World War I and the Modern American Woman:

Published: 11 September 2025

By Lynn Dumenil
via Organization of American Historians website

Lynn Dumenil article header

“Today SHE is everywhere; a Salvation lassie, serving coffee and doughnuts on the firing line; in the Red Cross Emergency Hospital at the front; in the munitions factory at home; filling the gaps in man-made industry everywhere….She is omnipresent.”[1] Anne Emerson’s rather breathless account in a 1918 Forum article perfectly captured Americans’ belief that World War I had ushered in dramatic changes for women. Evidence seemed to be everywhere. Working class women were filling men’s jobs in factories, street cars, and offices. Thousands of women served abroad as nurses, social workers (running canteens for soldiers), and telephone operators. On the homefront, women worked for government agencies as well as defense related private organizations. And the U.S. Marine Corps and Navy enlisted over 11,000 women to serve in the U.S., mostly as office workers. And all this activity was widely publicized in posters and print media. Many were ambivalent about women’s new roles, but few could deny that the war had the potential to transform American womanhood.

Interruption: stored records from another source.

use nv_core::frame::{Chunk, Samples};

/// Full-scale divisor for signed 16-bit PCM.
const I16_SCALE: f32 = 32768.0;

/// Result of conditioning one chunk.
#[derive(Clone, Copy, Debug, PartialEq)]
pub struct Conditioned {
    /// RMS after gain, 0 when gated.
    pub volume: f32,
    /// `true` if the noise gate zeroed the chunk.
    pub gated: bool,
}

/// Mono conversion, gain and noise gate.
///
/// Owns its output buffer so the hot path only reallocates when a chunk is larger
/// than any seen before.
///
/// # Example
/// ```
/// use nv_audio::condition::Conditioner;
/// use nv_core::frame::Chunk;
/// let mut cond = Conditioner::new(2.0, 0.01, 4);
/// let out = cond.process(Chunk::interleaved(&[0.25, 0.25, -0.25, -0.25], 2));
/// assert!(!out.gated);
/// assert!((out.volume - 0.5).abs() < 1e-6);
/// assert_eq!(cond.samples(), &[0.5, -0.5]);
/// ```
#[derive(Clone, Debug)]
pub struct Conditioner {
    gain: f32,
    threshold: f32,
    mono: Vec<f32>,
}

impl Conditioner {
    /// Conditioner with pre-allocated room for `capacity` mono samples.
    #[must_use]
    pub fn new(gain: f32, threshold: f32, capacity: usize) -> Self {
        Self {
            gain,
            threshold,
            mono: Vec::with_capacity(capacity),
        }
    }

    /// Downmix, scale and gate `chunk`; the result is readable via [`samples`](Self::samples).
    pub fn process(&mut self, chunk: Chunk<'_>) -> Conditioned {
        let channels = usize::from(chunk.channels.max(1));
        self.mono.clear();
        match chunk.samples {
            Samples::I16(s) => downmix(s, channels, |v| f32::from(v) / I16_SCALE, &mut self.mono),
            Samples::F32(s) => downmix(s, channels, |v| v, &mut self.mono),
        }

        let gain = self.gain;
        let mut sum_sq = 0.0f64;
        for s in &mut self.mono {
            let v = *s * gain;
            *s = if v.is_finite() { v } else { 0.0 };
            sum_sq += f64::from(*s) * f64::from(*s);
        }

        let rms = if self.mono.is_empty() {
            0.0
        } else {
            (sum_sq / self.mono.len() as f64).sqrt() as f32
        };

        if rms < self.threshold || !rms.is_finite() {
            self.mono.fill(0.0);
            return Conditioned {
                volume: 0.0,
                gated: true,
            };
        }

        Conditioned {
            volume: rms,
            gated: false,
        }
    }

    /// Mono, gained (and possibly gated) samples of the last processed chunk.
    #[must_use]
    pub fn samples(&self) -> &[f32] {
        &self.mono
    }
}

/// Average `channels` interleaved samples per frame into `out`; non-finite values count as 0.
fn downmix<T: Copy>(input: &[T], channels: usize, to_f32: impl Fn(T) -> f32, out: &mut Vec<f32>) {
    let inv = 1.0 / channels as f32;
    for frame in input.chunks_exact(channels) {
        let sum: f32 = frame
            .iter()
            .map(|&v| {
                let x = to_f32(v);
                if x.is_finite() { x } else { 0.0 }
            })
            .sum();
        out.push(sum * inv);
    }
}

#[cfg(test)]
mod tests {
    use super::*;

    #[test]
    fn i16_full_scale_maps_to_unit_range() {
        let mut cond = Conditioner::new(1.0, 0.0, 4);
        cond.process(Chunk::mono_i16(&[i16::MIN, 16384, 0, i16::MAX]));
        let s = cond.samples();
        assert_eq!(s[0], -1.0);
        assert_eq!(s[1], 0.5);
        assert!(s[3] < 1.0 && s[3] > 0.999);
    }

    #[test]
    fn threshold_is_inclusive() {
        // Constant 0.1 has RMS exactly 0.1
        let chunk = [0.1f32; 64];
        let rms = Conditioner::new(1.0, 0.0, 64).process(Chunk::mono(&chunk)).volume;

        let mut at = Conditioner::new(1.0, rms, 64);
        let passed = at.process(Chunk::mono(&chunk));
        assert!(!passed.gated);
        assert_eq!(passed.volume, rms);

        let mut above = Conditioner::new(1.0, rms + 1e-6, 64);
        let gated = above.process(Chunk::mono(&chunk));
        assert!(gated.gated);
        assert_eq!(gated.volume, 0.0);
        assert!(above.samples().iter().all(|&s| s == 0.0));
    }

    #[test]
    fn non_finite_samples_become_zero() {
        let mut cond = Conditioner::new(1.0, 0.0, 4);
        let out = cond.process(Chunk::mono(&[f32::NAN, f32::INFINITY, 0.5, f32::NEG_INFINITY]));
        assert_eq!(cond.samples(), &[0.0, 0.0, 0.5, 0.0]);
        assert!(out.volume.is_finite());
    }

    #[test]
    fn gain_overflow_is_sanitized() {
        let mut cond = Conditioner::new(f32::MAX, 0.0, 2);
        let out = cond.process(Chunk::mono(&[1.0, 1.0]));
        assert!(out.volume.is_finite());
    }

    #[test]
    fn empty_chunk_is_gated() {
        let mut cond = Conditioner::new(1.0, 0.005, 0);
        let out = cond.process(Chunk::mono(&[]));
        assert!(out.gated);
        assert!(cond.samples().is_empty());
    }

    #[test]
    fn zero_channels_treated_as_mono() {
        let mut cond = Conditioner::new(1.0, 0.0, 2);
        cond.process(Chunk::interleaved(&[0.2, 0.4], 0));
        assert_eq!(cond.samples().len(), 2);
    }
}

During the 1920s, the war’s impact on women continued to be key in explaining the much remarked upon “new woman,” who was seemingly liberated in terms of politics, work, and private life, especially sexually. Of course, this New Women, particularly the “flapper,” was a stereotype—and moreover was meant to describe white, young privileged women. Although there many caveats to how “liberated” women might have been in the 1920s, there is no question that at least among mainstream women, new norms and new opportunities were emerging. But was the war really so transformative for American women?

A starting point for exploring this question is women’s political power. The nineteenth amendment granting women suffrage was passed by the states in 1920, less than two years after the end of WWI. The timing was not accidental; if the war was not definitive in achieving suffrage, it accelerated the process. The modern suffrage movement dated from the 1890s, but didn’t see significant success until the 1910s. By 1914, eleven states had given women the right to vote. The previous year marked the resurgence of the Congressional Union Committee (CU) originally created by the National American Woman Suffrage Association (NAWSA). Under the leadership of Alice Paul and Lucy Burns, the CU promoted more militant tactics than the NAWSA, notably staging a dramatic suffrage parade in Washington, D.C., in 1913. Rowdies attacked the women, while the police looked on, indicating just how radical women taking to the streets was in pre-war America. The tactical use of suffrage parades more broadly signaled how militant women such as Paul and Burns were challenging notions about respectable behavior.

Despite their differences, the women of the NAWSA and the CU found common cause briefly when the European war broke out in August 1914. They joined millions of other women and their organizations who were central to the burgeoning peace movement. When the United States entered the war in April 1917, however, the peace movement foundered, especially with the spread of hypernationalism, which called for unyielding support for the American war effort. In 1916 the CU broke with the NAWSA and created the National Woman’s Party (NWP) designed to use already enfranchised women to put pressure on political parties, creating further tensions with the NAWSA. This would escalate when the CU and then the Woman’s Party not only refused to endorse the war, but began picketing the Whitehouse, shocking the nation with banners that proclaimed “Kaiser Wilhelm” and asked why Americans fought for democracy abroad but did not achieve it at home. The eventual arrest of the pickets, their ill treatment while imprisoned, including the force-feeding of some protesters who had embarked on a hunger strike, further publicized the women’s commitment and proved a thorn in President Woodrow Wilson’s political side.

The NWP’s activities infuriated the NAWSA, which had immediately turned from pacificism to supporting the U.S. war effort enthusiastically. Under the leadership of Anna Howard Shaw and Carrie Chapman Catt, it used the war not for protest, but for evidence of women’s claim to citizenship. The organization celebrated how women’s organizations tirelessly raised funds for the Red Cross and Liberty Loan campaigns and vigorously promoted the federal government’s food conservation drive. And, too, the NAWSA repeatedly drew attention to working women whose labor in war production industries were crucial to winning the war.